The smell of cedar is overwhelming. Sickly sweet.
First, come Christmas stockings. Eight of them, woven, with embroidered names. Picking them up in my hands, I remember how the Christmas goodies would catch and snag on the threads inside. But the orange fit so perfectly in the toe. And peanuts, which always ended up abandoned in a bowl. Left for my father to eat.
More stockings, but only 7 this time. Red felt, with cut out felt shapes glued, untidy, on the front. Names with glitter on glue.
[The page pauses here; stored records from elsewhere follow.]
// This Source Code Form is subject to the terms of the Mozilla Public
// License, v. 2.0. If a copy of the MPL was not distributed with this
// file, You can obtain one at https://mozilla.org/MPL/2.0/.
//
// Copyright (c) 2025 Pegasus Heavy Industries, LLC

//! Activation fingerprints
//!
//! A fingerprint is the canonical serialization of "this exact activation
//! request": the requester's module name plus its normalized options, or just
//! the options when they come from a persisted package configuration. Two
//! structurally equal requests must serialize identically, whatever key order
//! the caller wrote the options in; normalization into the typed `Options`
//! already erases input key order, and serialization field order is fixed by
//! the struct declaration.

use serde::Serialize;
use std::fmt;

use crate::error::Result;
use crate::options::Options;
use crate::value::ObjectRef;

/// Deterministic identity of an activation request
#[derive(Debug, Clone, PartialEq, Eq, Hash)]
pub struct Fingerprint(String);

impl Fingerprint {
    /// Fingerprint of a fresh activation request: requester name + options
    pub fn of_request(name: &str, options: &Options) -> Result<Self> {
        #[derive(Serialize)]
        struct Request<'a> {
            name: &'a str,
            options: &'a Options,
        }

        Ok(Self(serde_json::to_string(&Request { name, options })?))
    }

    /// Fingerprint of a persisted package-level configuration
    pub fn of_options(options: &Options) -> Result<Self> {
        Ok(Self(serde_json::to_string(options)?))
    }

    #[cfg(test)]
    pub(crate) fn from_raw(raw: &str) -> Self {
        Self(raw.to_string())
    }
}

impl fmt::Display for Fingerprint {
    fn fmt(&self, f: &mut fmt::Formatter<'_>) -> fmt::Result {
        f.write_str(&self.0)
    }
}

/// Name of a host module: its `id` property, falling back to `filename`
pub fn module_name(host: &ObjectRef) -> String {
    for key in ["id", "filename"] {
        if let Some(value) = host.get(key)
            && let Some(name) = value.as_str()
        {
            return name.to_string();
        }
    }
    String::new()
}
I remember sitting at the table in an olive green kitchen and choosing the shapes for my own stocking: a reindeer, a bell, and a star.
A wedding dress, the satin with a slightly yellowed sheen. An a-line ball gown gown with a tiny waist. Long sleeves. Dust on the hemline from my mother's wedding reception. Beneath the gown, the veil--brittle with time.
Christening outfits. Baby blankets. Elementary school projects. A pair of tiny toddler cowboy boots. A Marine dress coat, cut to fit like a glove.
Going through my mother's hope chest is to step back in time. Filled with her hopes fulfilled. Reflecting years of my own hopes...
to wear a dress like this.
To marry a man like that.
To fill my arms with babies.
To hide their blankets in my own hope chest.
Which stands against the wall of my own room now.
Christening gowns. Baby dolls. Faded, dried roses. Graduation caps and tassels.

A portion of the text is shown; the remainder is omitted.